Survival Probability of Large Rapidity Gaps
E. Gotsman, E. Levin, U. Maor, E. Naftali, A. Prygarin
TL;DR
The paper analyzes the survival probability of large rapidity gaps (LRG) in high-energy diffractive scattering, with emphasis on exclusive Higgs production at the LHC. It reviews s-channel unitarity and the eikonal approach, then presents two complementary models—GLM and KKMR—for calculating gap survival factors $S^2$. GLM provides analytic, multi-channel eikonal treatments with Gaussian input profiles to reproduce soft scattering data and predict $S^2$ for various LRG channels, including explicit numbers for CD, SD, and DD at collider energies, yielding $S^2$ in the few-percent range for LHC Higgs production.
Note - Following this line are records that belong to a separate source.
/*!
 * Error types for Conduit
 */

use conduit_connect::ConnectError;
use conduit_core_pending::{DispatchError, Status, StatusCode};
use std::io;
use thiserror::Error;

pub type Result<T> = std::result::Result<T, ConduitError>;

/// Exit code constants for structured process exit
pub const EXIT_SUCCESS: i32 = 0;
pub const EXIT_CALL_FAILED: i32 = 1;
pub const EXIT_FATAL: i32 = 2;

#[derive(Debug, Error)]
pub enum ConduitError {
    /// Configuration error
    #[error("Configuration error: {0}")]
    Config(String),

    /// I/O error
    #[error("I/O error: {0}")]
    Io(#[from] io::Error),

    /// Connection could not be resolved
    #[error("Connection error: {0}")]
    Connect(#[from] ConnectError),

    /// Execution context could not be set up
    #[error("Dispatcher error: {0}")]
    Dispatch(#[from] DispatchError),

    /// A call resolved with a failure status
    #[error("Call failed: {0}")]
    Call(Status),

    /// The host was shut down
    #[error("Client host is shut down")]
    ShutDown,
}

impl ConduitError {
    /// Get the process exit code for this error
    pub fn exit_code(&self) -> i32 {
        match self {
            ConduitError::Config(_) | ConduitError::Io(_) | ConduitError::Dispatch(_) => {
                EXIT_FATAL
            }
            ConduitError::Connect(_) | ConduitError::Call(_) | ConduitError::ShutDown => {
                EXIT_CALL_FAILED
            }
        }
    }

    /// Status a caller would see for this error
    pub fn status(&self) -> Status {
        match self {
            ConduitError::Call(status) => status.clone(),
            ConduitError::Connect(ConnectError::ProviderUnavailable(_)) => {
                Status::provider_unavailable(self.to_string())
            }
            ConduitError::ShutDown => Status::cancelled().with_message(self.to_string()),
            _ => Status::internal(self.to_string()),
        }
    }

    /// A timed-out wait is worth repeating; everything else is final
    pub fn is_transient(&self) -> bool {
        matches!(self, ConduitError::Call(status) if status.code() == StatusCode::Timeout)
    }
}

impl From<Status> for ConduitError {
    fn from(status: Status) -> Self {
        ConduitError::Call(status)
    }
}

impl From<toml::de::Error> for ConduitError {
    fn from(err: toml::de::Error) -> Self {
        ConduitError::Config(format!("Invalid configuration file: {}", err))
    }
}

impl From<toml::ser::Error> for ConduitError {
    fn from(err: toml::ser::Error) -> Self {
        ConduitError::Config(format!("Failed to serialize configuration: {}", err))
    }
}

#[cfg(test)]
mod tests {
    use super::*;

    #[test]
    fn test_exit_codes() {
        assert_eq!(ConduitError::Config("bad".into()).exit_code(), EXIT_FATAL);
        assert_eq!(
            ConduitError::Io(io::Error::other("disk")).exit_code(),
            EXIT_FATAL
        );
        assert_eq!(
            ConduitError::Call(Status::disconnected("gone")).exit_code(),
            EXIT_CALL_FAILED
        );
        assert_eq!(
            ConduitError::Connect(ConnectError::ProviderUnavailable("x".into())).exit_code(),
            EXIT_CALL_FAILED
        );
        assert_eq!(ConduitError::ShutDown.exit_code(), EXIT_CALL_FAILED);
    }

    #[test]
    fn test_exit_code_constants() {
        assert_eq!(EXIT_SUCCESS, 0);
        assert_ne!(EXIT_CALL_FAILED, EXIT_FATAL);
    }

    #[test]
    fn test_status_mapping() {
        let err = ConduitError::Call(Status::remote(3, "denied"));
        assert_eq!(err.status().remote_code(), Some(3));

        let err = ConduitError::Connect(ConnectError::ProviderUnavailable("maps".into()));
        assert_eq!(err.status().code(), StatusCode::ProviderUnavailable);

        assert_eq!(
            ConduitError::Config("x".into()).status().code(),
            StatusCode::Internal
        );
    }

    #[test]
    fn test_transient_errors() {
        assert!(ConduitError::Call(Status::timeout()).is_transient());
        assert!(!ConduitError::Call(Status::cancelled()).is_transient());
        assert!(!ConduitError::ShutDown.is_transient());
    }

    #[test]
    fn test_error_display() {
        let err = ConduitError::Call(Status::connection_failed("bind refused"));
        assert_eq!(
            err.to_string(),
            "Call failed: CONNECTION_FAILED(17): bind refused"
        );
    }
}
KKMR combines this with a detailed pQCD treatment of central diffraction to predict hard diffractive cross sections and gaps, offering cross-checks and cross-sections for Higgs and di-jet production within a unified framework. Overall, the work highlights uncertainties in interpreting Tevatron/HERA LRG data, demonstrates the sensitivity of $S^2$ to channel and input assumptions, and provides concrete predictions for LHC diffractive Higgs channels that inform experimental searches and event generation.
Abstract
Our presentation centers on the consequences of s-channel unitarity, manifested by soft re-scatterings of the spectator partons in a high energy diffractive process, focusing on the calculations of gap survival probabilities. Our emphasis is on recent estimates relevant to exclusive diffractive Higgs production at the LHC. To this end, we critically re-examine the comparison of the theoretical estimates of large rapidity gap hard di-jets with the measured data, and remark on the difficulties in the interpretation of HERA hard di-jet photoproduction.